# K8s Dask notebook

# 1️⃣ Import and access the cluster

In [1]:
from dask_kubernetes import HelmCluster
cluster = HelmCluster(release_name="mydask")
cluster

☝️ Look at how much RAM and Thread you have access to! 🏋️‍♀️

# 2️⃣ Plug the cluster to the client

Run the code below 👇 to add the **cluster** to the client. You will see some warnings about mismatched versions ⚠️. This is okay provided that it is not a library we are trying to use when we distribute our code!

In [2]:
from dask.distributed import Client

client = Client(cluster)

### 🧪 Testing our cluster

You can even scale the number of worker pods from inside dask!

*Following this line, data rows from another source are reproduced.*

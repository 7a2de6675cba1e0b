#![forbid(unsafe_code)]
#![warn(missing_docs, clippy::missing_docs_in_private_items)]

//! The `sleigh` command line tool. Broadcasts the sleigh's position from the
//! driver's device and follows it from anywhere else.

use clap::Parser;

use crate::prelude::*;

/// The output of a command and the trait every command implements
mod app;
/// All the commands the CLI accepts
mod commands;
/// Utilities shared between commands
mod utils;

/// A prelude that re-exports commonly used items.
pub mod prelude {
	pub use models::prelude::*;
	pub use tracing::{debug, error, info, trace, warn};
	pub use tracker::prelude::ApiClient;

	pub use crate::{
		app::{CommandExecutor, CommandOutput, OutputType},
		commands::{AppArgs, GlobalArgs, GlobalCommands},
		utils::constants,
	};
}

#[tokio::main]
async fn main() -> anyhow::Result<()> {
	let AppArgs {
		global_args,
		command,
	} = AppArgs::parse();

	utils::logger::initialize(global_args.verbose)?;

	let client = ApiClient::new(global_args.api_url.clone())?;
	let output_type = global_args.output;
	let output = command.execute(global_args, client).await?;

	match output_type {
		OutputType::Text => println!("{}", output.text),
		OutputType::Json => println!("{}", serde_json::to_string(&output.json)?),
		OutputType::PrettyJson => println!("{}", serde_json::to_string_pretty(&output.json)?),
	}

	Ok(())
}
use std::time::Duration;

use reqwest::Client;
use url::Url;

use crate::{consumer::LocationSource, prelude::*, producer::LocationSink, secure_context};

/// How long a single request may take before it is treated as a network
/// failure
const REQUEST_TIMEOUT: Duration = Duration::from_secs(10);

/// A client for the location API at a given base URL.
#[derive(Debug, Clone)]
pub struct ApiClient {
	/// The reqwest client. Cloning it shares the connection pool.
	client: Client,
	/// Where the API is served, e.g. `http://localhost:3000`
	base_url: Url,
}

impl ApiClient {
	/// Creates a client for the API served at `base_url`. A path on the base
	/// URL is kept, so the API can be served under a prefix.
	pub fn new(mut base_url: Url) -> Result<Self, reqwest::Error> {
		if !base_url.path().ends_with('/') {
			let path = format!("{}/", base_url.path());
			base_url.set_path(&path);
		}
		let client = Client::builder()
			.user_agent(concat!(env!("CARGO_PKG_NAME"), "/", env!("CARGO_PKG_VERSION")))
			.timeout(REQUEST_TIMEOUT)
			.build()?;
		Ok(Self { client, base_url })
	}

	/// The URL the API is served at.
	pub fn base_url(&self) -> &Url {
		&self.base_url
	}

	/// Whether the API can be trusted with the device's position.
	pub fn is_secure_context(&self) -> bool {
		secure_context::is_secure_origin(&self.base_url)
	}

	/// Where `path` lives under the base URL.
	fn endpoint_url(&self, path: &str) -> Result<Url, url::ParseError> {
		self.base_url.join(path.trim_start_matches('/'))
	}

	/// The websocket URL that pushes location updates.
	pub fn stream_url(&self) -> Result<Url, url::ParseError> {
		let mut url = self.endpoint_url(StreamLocationEndpoint::PATH)?;
		let scheme = if url.scheme() == "https" { "wss" } else { "ws" };
		if url.set_scheme(scheme).is_err() {
			warn!("Cannot use `{}` as a websocket URL", url);
		}
		Ok(url)
	}

	/// Make an API request to an endpoint. Failures that never reached the
	/// server are reported as internal server errors.
	#[instrument(skip(self, body), fields(path = E::PATH))]
	pub async fn make_request<E>(&self, body: E::RequestBody) -> Result<E::ResponseBody, ApiErrorResponse>
	where
		E: ApiEndpoint,
	{
		let body = serde_json::to_value(&body)
			.map_err(|err| ApiErrorResponse::internal_server_error(err.to_string()))?;
		let url = self
			.endpoint_url(E::PATH)
			.map_err(|err| ApiErrorResponse::internal_server_error(err.to_string()))?;

		let builder = self.client.request(E::METHOD, url);
		let response = if body.is_null() {
			builder
		} else {
			builder.json(&body)
		}
		.send()
		.await
		.map_err(|err| ApiErrorResponse::internal_server_error(err.to_string()))?;

		let status_code = response.status();
		trace!("API responded with {}", status_code);
		if status_code.is_success() {
			return response
				.json::<E::ResponseBody>()
				.await
				.map_err(|err| ApiErrorResponse::internal_server_error(err.to_string()));
		}

		match response.json::<ApiErrorResponseBody>().await {
			Ok(body) => Err(ApiErrorResponse { status_code, body }),
			Err(err) => {
				let message = format!("unexpected {} response: {}", status_code, err);
				Err(ApiErrorResponse {
					status_code,
					body: ApiErrorResponseBody {
						success: false,
						error: ErrorType::server_error(&message),
						message,
					},
				})
			}
		}
	}
}

impl LocationSink for ApiClient {
	async fn record_fix(&self, request: RecordLocationRequest) -> Result<(), ApiErrorResponse> {
		self.make_request::<RecordLocationEndpoint>(request)
			.await
			.map(|_| ())
	}
}

impl LocationSource for ApiClient {
	async fn current_fix(&self) -> Result<Option<LocationFix>, ApiErrorResponse> {
		self.make_request::<GetLocationEndpoint>(())
			.await
			.map(|response| response.fix)
	}
}
use serde::{Deserialize, Serialize};

/// Mean radius of the Earth in meters, as used by the haversine formula.
pub const EARTH_RADIUS_METERS: f64 = 6_371_000.0;

/// Represents a point on the globe in WGS-84 degrees. Used both for the
/// sleigh's reported position and for the viewer's own device position.
#[derive(Debug, Clone, Copy, Serialize, Deserialize, PartialEq, PartialOrd)]
pub struct GeoPoint {
	/// The latitude of the point, between -90 and 90.
	pub lat: f64,
	/// The longitude of the point, between -180 and 180.
	pub lng: f64,
}

impl GeoPoint {
	/// Create a new point from a latitude and longitude in degrees.
	pub const fn new(lat: f64, lng: f64) -> Self {
		Self { lat, lng }
	}

	/// Whether both coordinates are finite and inside their WGS-84 ranges.
	pub fn is_valid(&self) -> bool {
		self.lat.is_finite() &&
			self.lng.is_finite() &&
			(-90.0..=90.0).contains(&self.lat) &&
			(-180.0..=180.0).contains(&self.lng)
	}

	/// Great-circle distance to `other` in meters, using the haversine
	/// formula on a spherical Earth.
	pub fn distance_to(&self, other: &GeoPoint) -> f64 {
		let lat_from = self.lat.to_radians();
		let lat_to = other.lat.to_radians();
		let delta_lat = (other.lat - self.lat).to_radians();
		let delta_lng = (other.lng - self.lng).to_radians();

		let a = (delta_lat / 2.0).sin().powi(2) +
			lat_from.cos() * lat_to.cos() * (delta_lng / 2.0).sin().powi(2);
		// rounding can push `a` a hair over 1 for antipodal points
		let c = 2.0 * a.sqrt().min(1.0).asin();

		EARTH_RADIUS_METERS * c
	}
}
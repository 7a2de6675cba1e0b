use std::io::{self, IsTerminal, Write};

use tracker::prelude::{AudioCue, AudioError};

use crate::prelude::*;

/// Rings the terminal bell when the sleigh comes into range. A terminal can't
/// loop a sound or change its volume, so the bell rings once each time
/// playback starts and the volume is only logged.
#[derive(Debug, Clone, Default)]
pub struct TerminalBell {
	/// Whether the bell is "playing"
	playing: bool,
}

impl AudioCue for TerminalBell {
	fn play(&mut self) -> Result<(), AudioError> {
		if self.playing {
			return Ok(());
		}
		let mut stderr = io::stderr();
		stderr
			.write_all(b"\x07")
			.and_then(|()| stderr.flush())
			.map_err(|err| AudioError::Blocked(err.to_string()))?;
		self.playing = true;
		Ok(())
	}

	fn pause(&mut self) {
		self.playing = false;
	}

	fn set_volume(&mut self, volume: f64) {
		debug!("Bell volume set to {:.0}%", volume * 100.0);
	}

	fn prime(&mut self) -> Result<(), AudioError> {
		if io::stderr().is_terminal() {
			Ok(())
		} else {
			Err(AudioError::Blocked("stderr is not a terminal".into()))
		}
	}
}
/// The configuration for the API, read from config files and the environment
pub mod config;
/// Sets up the global tracing subscriber
pub mod logger;
/// An extension trait to mount [`models::ApiEndpoint`]s on a router
mod router_ext;

pub use self::router_ext::*;
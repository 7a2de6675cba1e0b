/// All endpoints that relate to the Santa sleigh tour
pub mod santa_tour;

Let's start by scaling the cluster down to **1**

In [3]:
cluster.scale(1)

Run this random super-heavy computation on dataframe of size **2.5 billion** and check your Status on Dask dashboard!

In [6]:
%%time
import dask.array as da

axis_size = 50_000
chunk = 5_000

x = da.random.random((axis_size, axis_size), chunks=(chunk, chunk))
y = x + x.T
z = y[::2, axis_size/2:].mean(axis=1)

z.compute()

☝️ You should see 3 thread running in parallel on your dashboard !

In [7]:
# Now let's increase it to its max level (6), then re-run cell above!
cluster.scale(6)

☝️ 18 thread should run in parallel to accelerate this CPU-bound task!

# 3️⃣ Utilising our power for real use case💪

🎯 Our goal is to get all of the summary statistics (means, std...) from the yellow taxi dataset, for the two years `2020-2021`. 

This real dataset comprises of `60` million rows, each with `19` columns!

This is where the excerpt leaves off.